Au cours d’une rixe, Martin Rome est blessé. Retenu prisonnier dans un hôpital pénitentiaire, ce multirécidiviste est soupçonné par le Lieutenant Candella, son ami d’enfance, d’avoir participé au cambriolage et au meurtre crapuleux d’une riche New-Yorkaise. Innocent, le malfrat se voit proposer par Niles, un avocat véreux, de porter le chapeau. Refus net et catégorique. Mais, intrigué, Rome s’évade, se rend chez Niles et découvre des bijoux volés dans le coffre-fort de l’avocat, qu’il assassine. C’est le début d’un long et violent jeu du chat et de la souris entre Candella et Rome…

Analyse et critique

Exercice intéressant que celui de la généalogie d’un titre. Ainsi, La Proie de Robert Siodmak, alias Cry of the city de l’autre côté de l’Atlantique. A l’entame du tournage, le film devait s’appeler Martin Rome and the Law, mais un avocat homonyme, ayant eu vent du projet, menaça la 20th Century Fox d’un procès si le film venait à entacher sa réputation de juriste (Martin Rome n’est effectivement pas ce que l’on fait de mieux en matière de probité et donc de publicité). Le studio de Darryl Zanuck opta alors pour le beau Cry of the City, qu’on préférera sans ambages à son triste pendant hexagonal : La Proie. Car le titre américain, littéralement "Les sanglots de la ville", donne d’emblée le ton : le film de Siodmak sera baigné des larmes du film noir, nourri de ces drames shakespeariens qui traversent le genre, et où le destin se dresse, inflexible, sur la route des personnages. La Proie, ou pleurs sur la ville.

Le scénario, un modèle du genre (malgré quelques lourdeurs moralistes sur le final), ne laisse d’ailleurs guère planer de doutes sur la suite des événements et la noirceur de l’ouvrage, ouvrant le film sur une cérémonie funéraire - dont le héros se moque d’ailleurs éperdument, au point de se faire rappeler à l’ordre par la famille du défunt. L’inspecteur Candella, tout à son enquête, n’a de temps ni pour la compassion, ni pour la douleur, au point que son obstination têtue entraîne rapidement un curieux balancement narratif : durant la première heure du film, ce n’est pas lui le héros, mais bel et bien Martin Rome, truand attachant et hâbleur dont la bonhomie joviale s’attire facilement les faveurs du public.
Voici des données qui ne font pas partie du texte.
// == Unit Tests ==
#[cfg(test)]
mod tests {
    use super::*;
    use crate::cache::breaker::BreakerState;
    use crate::cache::clock::ManualClock;
    use crate::cache::memory::MemoryBackend;
    use chrono::{TimeZone, Utc};
    use serde_json::json;

    struct Fixture {
        store: Store,
        backend: Arc<MemoryBackend>,
        clock: ManualClock,
    }

    fn fixture() -> Fixture {
        let clock = ManualClock::new(Utc.with_ymd_and_hms(2024, 4, 2, 18, 0, 0).unwrap());
        let backend = Arc::new(MemoryBackend::new(Arc::new(clock.clone())));
        let store = Store::new(
            backend.clone(),
            BreakerConfig {
                failure_threshold: 2,
                recovery_timeout: Duration::from_secs(30),
                half_open_max_calls: 1,
            },
            ReconnectConfig {
                base_delay: Duration::from_secs(3600),
                max_delay: Duration::from_secs(3600),
            },
            Arc::new(clock.clone()),
        );
        Fixture {
            store,
            backend,
            clock,
        }
    }

    #[tokio::test]
    async fn test_rejected_command_does_not_trip_breaker() {
        let f = fixture();

        for _ in 0..5 {
            assert!(matches!(
                f.store.try_set("k", &Payload::Int(1), Expiry::Seconds(0)).await,
                Err(StoreError::Rejected(_))
            ));
        }

        assert_eq!(f.store.breaker_status().state, BreakerState::Closed);
        assert_eq!(f.store.breaker_status().failure_count, 0);
        assert!(!f.store.reconnecting.load(Ordering::SeqCst));
        assert!(f.store.set("k", &Payload::Int(1), Expiry::Seconds(60)).await);
    }

    #[tokio::test]
    async fn test_set_then_get_until_ttl() {
        let f = fixture();
        let value = Payload::map([("name", "Apple")]);

        assert!(f.store.set("ticker:AAPL:info", &value, Expiry::Seconds(3600)).await);
        assert_eq!(
            f.store.get("ticker:AAPL:info").await,
            Some(json!({"name": "Apple"}))
        );

        f.clock.advance(Duration::from_secs(3601));
        assert_eq!(f.store.get("ticker:AAPL:info").await, None);
    }

    #[tokio::test]
    async fn test_midnight_expiry_computed_at_write() {
        let f = fixture();
        f.store
            .set("daily", &Payload::Int(1), Expiry::Midnight)
            .await;
        assert_eq!(f.store.try_ttl("daily").await.unwrap(), Some(6 * 3600));

        // A later write recomputes against the later clock.
        f.clock.advance(Duration::from_secs(5 * 3600));
        f.store
            .set("daily", &Payload::Int(2), Expiry::Midnight)
            .await;
        assert_eq!(f.store.try_ttl("daily").await.unwrap(), Some(3600));
    }

    #[tokio::test]
    async fn test_sanitized_on_write() {
        let f = fixture();
        let value = Payload::map([
            ("nan", Payload::Float(f64::NAN)),
            ("inf", Payload::Float(f64::INFINITY)),
        ]);
        assert!(f.store.set("k", &value, Expiry::Never).await);
        assert_eq!(
            f.store.get("k").await,
            Some(json!({"nan": null, "inf": "Infinity"}))
        );
    }

    #[tokio::test]
    async fn test_outage_degrades_without_error() {
        let f = fixture();
        f.backend.set_online(false);

        assert_eq!(f.store.get("k").await, None);
        assert!(!f.store.set("k", &Payload::Int(1), Expiry::Never).await);
        assert!(!f.store.delete("k").await);
        assert!(!f.store.clear().await);
        assert!(f.store.scan("*", 10).await.is_empty());
        assert!(f.store.stats().await.is_none());
    }

    #[tokio::test]
    async fn test_breaker_stops_hammering_backend() {
        let f = fixture();
        f.backend.set_online(false);

        f.store.get("a").await;
        f.store.get("b").await;
        let calls = f.backend.calls();

        let err = f.store.try_get("c").await.unwrap_err();
        assert!(err.is_breaker_open());
        assert_eq!(f.backend.calls(), calls);
    }

    #[tokio::test]
    async fn test_breaker_recovers_after_timeout() {
        let f = fixture();
        f.backend.set_online(false);
        f.store.get("a").await;
        f.store.get("b").await;

        f.backend.set_online(true);
        f.clock.advance(Duration::from_secs(31));
        assert!(f.store.set("k", &Payload::Int(1), Expiry::Never).await);
        assert_eq!(f.store.get("k").await, Some(json!(1)));
    }

    #[tokio::test]
    async fn test_corrupt_payload_is_serialization_error() {
        let f = fixture();
        f.backend.set("bad", b"{not json".to_vec(), None).await.unwrap();

        assert!(matches!(
            f.store.try_get("bad").await,
            Err(StoreError::Serialization(_))
        ));
        assert_eq!(f.store.get("bad").await, None);
    }

    #[tokio::test]
    async fn test_delete_pattern() {
        let f = fixture();
        for key in ["ticker:AAPL:info", "ticker:AAPL:news", "ticker:AAPL:history", "ticker:MSFT:info"] {
            f.store.set(key, &Payload::Int(1), Expiry::Never).await;
        }

        assert_eq!(f.store.try_delete_pattern("ticker:AAPL:*").await.unwrap(), 3);
        assert_eq!(f.store.get("ticker:MSFT:info").await, Some(json!(1)));
    }

    #[tokio::test]
    async fn test_scan_reports_ttl_and_size() {
        let f = fixture();
        f.store.set("a", &Payload::from("xyz"), Expiry::Seconds(60)).await;
        f.store.set("b", &Payload::Int(7), Expiry::Never).await;

        let keys = f.store.try_scan("*", 10).await.unwrap();
        assert_eq!(
            keys,
            vec![
                KeyInfo {
                    key: "a".into(),
                    ttl: Some(60),
                    size: Some(5)
                },
                KeyInfo {
                    key: "b".into(),
                    ttl: None,
                    size: Some(1)
                },
            ]
        );
        assert_eq!(f.store.try_scan("*", 1).await.unwrap().len(), 1);
    }

    #[tokio::test]
    async fn test_bypass_scope() {
        let f = fixture();
        f.store.set("k", &Payload::Int(1), Expiry::Never).await;
        let calls = f.backend.calls();

        {
            let _outer = f.store.bypass();
            {
                let _inner = f.store.bypass();
                assert_eq!(f.store.get("k").await, None);
            }
            assert!(f.store.is_bypassed());
            assert!(!f.store.set("k", &Payload::Int(2), Expiry::Never).await);
        }

        assert_eq!(f.backend.calls(), calls);
        assert!(!f.store.is_bypassed());
        assert_eq!(f.store.get("k").await, Some(json!(1)));
    }

    #[tokio::test]
    async fn test_bypass_restored_on_error_path() {
        let f = fixture();

        async fn failing(store: &Store) -> Result<(), String> {
            let _guard = store.bypass();
            Err("producer failed".to_string())
        }

        assert!(failing(&f.store).await.is_err());
        assert!(!f.store.is_bypassed());
    }

    #[tokio::test]
    async fn test_stats_from_backend_info() {
        let f = fixture();
        f.store.set("k", &Payload::Int(1), Expiry::Never).await;

        let stats = f.store.try_stats().await.unwrap();
        assert_eq!(stats.status, "connected");
        assert_eq!(stats.keys.get("db0"), Some(&1));
    }

    #[tokio::test]
    async fn test_health() {
        let f = fixture();
        assert_eq!(f.store.health().await.status, "connected");

        f.backend.set_online(false);
        assert_eq!(f.store.health().await.status, "disconnected");
    }

    #[test]
    fn test_reconnect_delay_is_capped_with_jitter() {
        let config = ReconnectConfig {
            base_delay: Duration::from_millis(100),
            max_delay: Duration::from_secs(2),
        };

        let first = reconnect_delay(0, &config);
        assert!(first >= Duration::from_millis(100) && first <= Duration::from_millis(125));

        let third = reconnect_delay(2, &config);
        assert!(third >= Duration::from_millis(400) && third <= Duration::from_millis(500));

        let late = reconnect_delay(30, &config);
        assert!(late >= Duration::from_secs(2) && late <= Duration::from_millis(2500));
    }

    #[test]
    fn test_server_stats_from_info() {
        let mut info = BTreeMap::new();
        info.insert("redis_version".to_string(), "7.2.4".to_string());
        info.insert("keyspace_hits".to_string(), "3".to_string());
        info.insert("keyspace_misses".to_string(), "1".to_string());
        info.insert("db0".to_string(), "keys=12,expires=3".to_string());
        info.insert("dbfilename".to_string(), "dump.rdb".to_string());

        let stats = ServerStats::from_info(&info);
        assert_eq!(stats.version, "7.2.4");
        assert_eq!(stats.hit_rate, 75.0);
        assert_eq!(stats.used_memory, "Unknown");
        assert_eq!(stats.keys.len(), 1);
        assert_eq!(stats.keys["db0"], 12);
    }
}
Sinon originale, l’idée est belle, qui maintient constamment le spectateur sous tension, tiraillé entre sa peur de voir Martin Rome se faire appréhender (surprenante scène d’évasion) et le peu de sympathie que suscite l’inspecteur de police. Chez Siodmak, la loi en impose, mais elle n’a en aucun cas ni la classe ni la séduction des malfrats et des bas-fonds. Victor Mature, d’une sobriété presque désincarnée, traîne derrière lui une rectitude morale rassurante mais qui n’est rien face à un Richard Conte ébouriffant. Le ver est dans le fruit, le public a choisi son camp. Ce sera celui du méchant…

Robert Siodmak peut alors dégainer son second atout. Au fil des scènes se dessine un nouveau et subtil basculement. Martin Rome se dévoile peu à peu, semant le mal autour de lui et mettant le spectateur face à ses contradictions : le bad guy est aussi séduisant qu’il est maléfique. Nous voilà au milieu du gué et le choix qui nous est laissé n’a rien à envier aux meilleurs astuces Hitchcockiennes du genre (Le crime était presque parfait, L’inconnu du Nord Express, L’ombre d’un doute…) : soit s’attacher à un héros insipide soit pencher pour son attirant mais vil rival. Dans une dernière scène émouvante, le frère de Martin Rome en sera d’ailleurs réduit au même choix cornélien, partagé entre deux hommes qui n’auraient jamais dû s’affronter (Candella et Rome sont deux amis d’enfance) mais que le destin, tout aussi têtu qu’eux, a fini par opposer.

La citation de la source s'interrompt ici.